In the entries that follow, find each line with the word "both" and copy it.

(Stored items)
• • •

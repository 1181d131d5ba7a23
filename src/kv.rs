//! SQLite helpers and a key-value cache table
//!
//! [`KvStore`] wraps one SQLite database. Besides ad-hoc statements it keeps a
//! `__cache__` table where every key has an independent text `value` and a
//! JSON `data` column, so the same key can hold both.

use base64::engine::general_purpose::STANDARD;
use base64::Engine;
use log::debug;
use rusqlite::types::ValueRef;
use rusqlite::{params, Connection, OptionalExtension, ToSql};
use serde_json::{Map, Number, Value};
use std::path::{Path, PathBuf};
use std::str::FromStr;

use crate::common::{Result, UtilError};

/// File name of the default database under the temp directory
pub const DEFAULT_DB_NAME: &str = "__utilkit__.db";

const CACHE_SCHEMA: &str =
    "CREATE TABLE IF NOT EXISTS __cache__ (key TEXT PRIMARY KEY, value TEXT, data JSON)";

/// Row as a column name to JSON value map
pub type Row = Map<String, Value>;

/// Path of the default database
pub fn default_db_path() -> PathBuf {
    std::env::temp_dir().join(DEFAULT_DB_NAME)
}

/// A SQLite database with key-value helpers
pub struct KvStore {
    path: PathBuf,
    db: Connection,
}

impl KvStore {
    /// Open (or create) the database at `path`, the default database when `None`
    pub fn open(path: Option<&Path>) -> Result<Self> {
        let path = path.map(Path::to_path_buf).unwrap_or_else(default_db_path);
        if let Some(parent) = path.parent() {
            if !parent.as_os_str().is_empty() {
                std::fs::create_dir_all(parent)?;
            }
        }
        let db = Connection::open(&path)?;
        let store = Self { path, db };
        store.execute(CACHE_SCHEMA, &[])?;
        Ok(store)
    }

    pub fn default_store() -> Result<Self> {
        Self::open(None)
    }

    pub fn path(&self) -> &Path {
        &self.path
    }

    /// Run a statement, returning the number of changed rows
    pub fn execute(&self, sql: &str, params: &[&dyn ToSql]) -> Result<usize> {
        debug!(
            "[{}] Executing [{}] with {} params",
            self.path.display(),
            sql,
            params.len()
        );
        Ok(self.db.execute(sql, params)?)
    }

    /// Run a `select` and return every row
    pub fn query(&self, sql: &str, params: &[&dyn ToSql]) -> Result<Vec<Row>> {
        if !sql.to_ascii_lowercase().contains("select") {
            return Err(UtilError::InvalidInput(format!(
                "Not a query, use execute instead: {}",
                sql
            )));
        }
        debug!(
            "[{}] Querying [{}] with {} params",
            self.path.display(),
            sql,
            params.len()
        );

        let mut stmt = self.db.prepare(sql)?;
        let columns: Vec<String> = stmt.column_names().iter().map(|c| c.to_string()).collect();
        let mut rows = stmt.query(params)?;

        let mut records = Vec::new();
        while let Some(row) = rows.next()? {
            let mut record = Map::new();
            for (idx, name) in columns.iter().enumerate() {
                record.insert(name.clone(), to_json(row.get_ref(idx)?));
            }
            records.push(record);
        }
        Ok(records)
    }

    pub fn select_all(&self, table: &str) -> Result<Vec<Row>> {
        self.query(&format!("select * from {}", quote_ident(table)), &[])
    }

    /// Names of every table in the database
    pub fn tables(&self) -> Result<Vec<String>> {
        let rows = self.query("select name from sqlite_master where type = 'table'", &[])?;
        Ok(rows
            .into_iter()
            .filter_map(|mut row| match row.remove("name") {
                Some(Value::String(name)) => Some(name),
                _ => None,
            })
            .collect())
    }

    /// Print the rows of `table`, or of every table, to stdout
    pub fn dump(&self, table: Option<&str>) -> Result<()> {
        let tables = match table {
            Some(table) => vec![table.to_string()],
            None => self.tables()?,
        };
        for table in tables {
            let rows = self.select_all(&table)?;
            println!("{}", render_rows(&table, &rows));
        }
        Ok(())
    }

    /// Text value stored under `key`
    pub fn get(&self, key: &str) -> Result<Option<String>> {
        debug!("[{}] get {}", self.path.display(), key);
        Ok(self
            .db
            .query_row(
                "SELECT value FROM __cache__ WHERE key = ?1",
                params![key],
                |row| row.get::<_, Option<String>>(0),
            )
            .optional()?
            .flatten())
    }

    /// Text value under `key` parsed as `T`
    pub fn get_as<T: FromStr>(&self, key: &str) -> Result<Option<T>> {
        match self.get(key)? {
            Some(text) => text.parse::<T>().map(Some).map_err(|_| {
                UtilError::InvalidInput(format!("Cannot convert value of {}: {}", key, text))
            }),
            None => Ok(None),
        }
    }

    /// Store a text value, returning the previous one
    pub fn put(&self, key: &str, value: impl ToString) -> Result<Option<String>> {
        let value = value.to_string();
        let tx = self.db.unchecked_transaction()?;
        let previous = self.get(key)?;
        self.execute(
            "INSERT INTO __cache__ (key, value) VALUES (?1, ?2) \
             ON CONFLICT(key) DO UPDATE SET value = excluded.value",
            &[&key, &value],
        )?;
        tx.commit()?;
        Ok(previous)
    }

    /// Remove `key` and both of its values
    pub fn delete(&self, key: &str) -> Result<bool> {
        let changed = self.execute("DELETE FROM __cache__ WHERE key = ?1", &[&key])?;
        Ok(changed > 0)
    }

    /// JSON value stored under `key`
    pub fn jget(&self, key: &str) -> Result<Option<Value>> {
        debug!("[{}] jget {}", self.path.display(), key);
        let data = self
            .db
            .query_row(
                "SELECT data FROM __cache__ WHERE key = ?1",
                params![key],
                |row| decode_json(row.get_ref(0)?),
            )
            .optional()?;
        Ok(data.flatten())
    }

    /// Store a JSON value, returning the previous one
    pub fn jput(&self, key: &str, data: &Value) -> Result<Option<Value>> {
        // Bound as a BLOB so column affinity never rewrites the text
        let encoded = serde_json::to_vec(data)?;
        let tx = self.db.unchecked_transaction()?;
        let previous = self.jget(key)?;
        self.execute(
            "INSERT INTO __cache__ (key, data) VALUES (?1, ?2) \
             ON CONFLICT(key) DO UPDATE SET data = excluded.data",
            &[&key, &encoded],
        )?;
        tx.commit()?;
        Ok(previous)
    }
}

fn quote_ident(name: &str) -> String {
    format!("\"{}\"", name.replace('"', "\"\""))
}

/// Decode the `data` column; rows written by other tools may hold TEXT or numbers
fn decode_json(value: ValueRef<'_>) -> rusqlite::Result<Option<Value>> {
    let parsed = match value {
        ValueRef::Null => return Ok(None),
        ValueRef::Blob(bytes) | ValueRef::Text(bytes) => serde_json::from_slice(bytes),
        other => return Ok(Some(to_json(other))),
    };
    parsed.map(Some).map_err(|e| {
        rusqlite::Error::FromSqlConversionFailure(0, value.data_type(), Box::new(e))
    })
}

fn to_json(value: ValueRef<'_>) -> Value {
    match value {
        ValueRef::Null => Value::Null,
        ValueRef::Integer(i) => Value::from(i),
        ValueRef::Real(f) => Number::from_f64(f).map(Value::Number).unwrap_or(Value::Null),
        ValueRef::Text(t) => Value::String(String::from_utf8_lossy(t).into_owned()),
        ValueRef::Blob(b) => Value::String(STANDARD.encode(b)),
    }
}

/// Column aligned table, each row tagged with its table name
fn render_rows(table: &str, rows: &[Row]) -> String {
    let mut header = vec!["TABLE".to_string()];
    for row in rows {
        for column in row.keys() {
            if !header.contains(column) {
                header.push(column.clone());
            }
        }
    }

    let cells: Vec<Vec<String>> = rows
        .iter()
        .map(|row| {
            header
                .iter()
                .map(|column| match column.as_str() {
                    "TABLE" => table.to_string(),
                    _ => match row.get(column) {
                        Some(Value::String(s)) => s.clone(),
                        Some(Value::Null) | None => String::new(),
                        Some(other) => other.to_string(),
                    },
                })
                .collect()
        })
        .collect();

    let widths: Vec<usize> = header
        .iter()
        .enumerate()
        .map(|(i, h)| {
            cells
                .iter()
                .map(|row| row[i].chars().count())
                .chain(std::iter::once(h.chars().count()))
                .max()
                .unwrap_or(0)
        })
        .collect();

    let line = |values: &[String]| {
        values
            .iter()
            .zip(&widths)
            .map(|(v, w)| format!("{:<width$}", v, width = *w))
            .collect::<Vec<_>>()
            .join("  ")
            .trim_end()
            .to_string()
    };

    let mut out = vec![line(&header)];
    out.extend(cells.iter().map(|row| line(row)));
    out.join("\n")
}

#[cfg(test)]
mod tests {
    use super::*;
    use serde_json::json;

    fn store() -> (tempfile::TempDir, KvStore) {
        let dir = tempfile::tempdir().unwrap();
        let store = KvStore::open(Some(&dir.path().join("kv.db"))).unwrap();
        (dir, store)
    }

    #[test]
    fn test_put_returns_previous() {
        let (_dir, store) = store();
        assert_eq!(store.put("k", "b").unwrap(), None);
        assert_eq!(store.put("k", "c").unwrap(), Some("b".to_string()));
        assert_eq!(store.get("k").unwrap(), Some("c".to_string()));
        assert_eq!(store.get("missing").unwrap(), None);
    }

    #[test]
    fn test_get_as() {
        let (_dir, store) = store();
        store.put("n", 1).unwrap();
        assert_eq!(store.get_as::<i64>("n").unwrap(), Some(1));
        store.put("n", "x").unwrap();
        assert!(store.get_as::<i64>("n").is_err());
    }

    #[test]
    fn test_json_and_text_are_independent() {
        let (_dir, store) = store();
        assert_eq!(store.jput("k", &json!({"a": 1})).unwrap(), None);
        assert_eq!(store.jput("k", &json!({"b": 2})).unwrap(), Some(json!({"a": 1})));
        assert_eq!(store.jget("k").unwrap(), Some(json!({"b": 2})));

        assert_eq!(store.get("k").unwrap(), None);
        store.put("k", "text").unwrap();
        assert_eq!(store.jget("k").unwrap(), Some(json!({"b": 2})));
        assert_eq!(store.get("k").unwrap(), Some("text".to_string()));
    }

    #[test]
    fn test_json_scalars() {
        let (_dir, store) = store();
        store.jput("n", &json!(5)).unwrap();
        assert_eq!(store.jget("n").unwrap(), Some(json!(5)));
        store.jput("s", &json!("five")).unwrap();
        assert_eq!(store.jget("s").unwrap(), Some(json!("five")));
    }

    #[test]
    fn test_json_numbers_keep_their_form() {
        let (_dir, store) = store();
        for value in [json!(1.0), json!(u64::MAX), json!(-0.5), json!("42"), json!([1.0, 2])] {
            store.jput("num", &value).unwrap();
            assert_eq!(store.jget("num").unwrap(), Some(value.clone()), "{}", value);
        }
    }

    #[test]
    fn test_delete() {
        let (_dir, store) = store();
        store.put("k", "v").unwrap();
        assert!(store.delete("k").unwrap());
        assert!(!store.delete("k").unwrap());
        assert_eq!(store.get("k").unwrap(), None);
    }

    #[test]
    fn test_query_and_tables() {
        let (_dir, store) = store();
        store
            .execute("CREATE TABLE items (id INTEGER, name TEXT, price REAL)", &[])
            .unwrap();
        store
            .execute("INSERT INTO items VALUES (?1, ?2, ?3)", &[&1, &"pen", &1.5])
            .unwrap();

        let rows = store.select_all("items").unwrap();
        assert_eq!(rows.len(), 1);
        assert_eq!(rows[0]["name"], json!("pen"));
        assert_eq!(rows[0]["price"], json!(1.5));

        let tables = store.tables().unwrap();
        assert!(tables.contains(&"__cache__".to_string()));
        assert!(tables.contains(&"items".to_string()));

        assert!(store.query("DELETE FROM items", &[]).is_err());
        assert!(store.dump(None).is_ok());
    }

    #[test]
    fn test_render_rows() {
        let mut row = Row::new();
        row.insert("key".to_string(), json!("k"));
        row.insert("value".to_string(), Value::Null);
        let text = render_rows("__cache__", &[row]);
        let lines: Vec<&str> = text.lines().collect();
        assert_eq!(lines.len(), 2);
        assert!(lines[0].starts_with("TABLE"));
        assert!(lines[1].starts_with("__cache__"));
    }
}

• • •

▶ [Response to the exercise]
//! JSON `data` column, so the same key can hold both.
    /// Remove `key` and both of its values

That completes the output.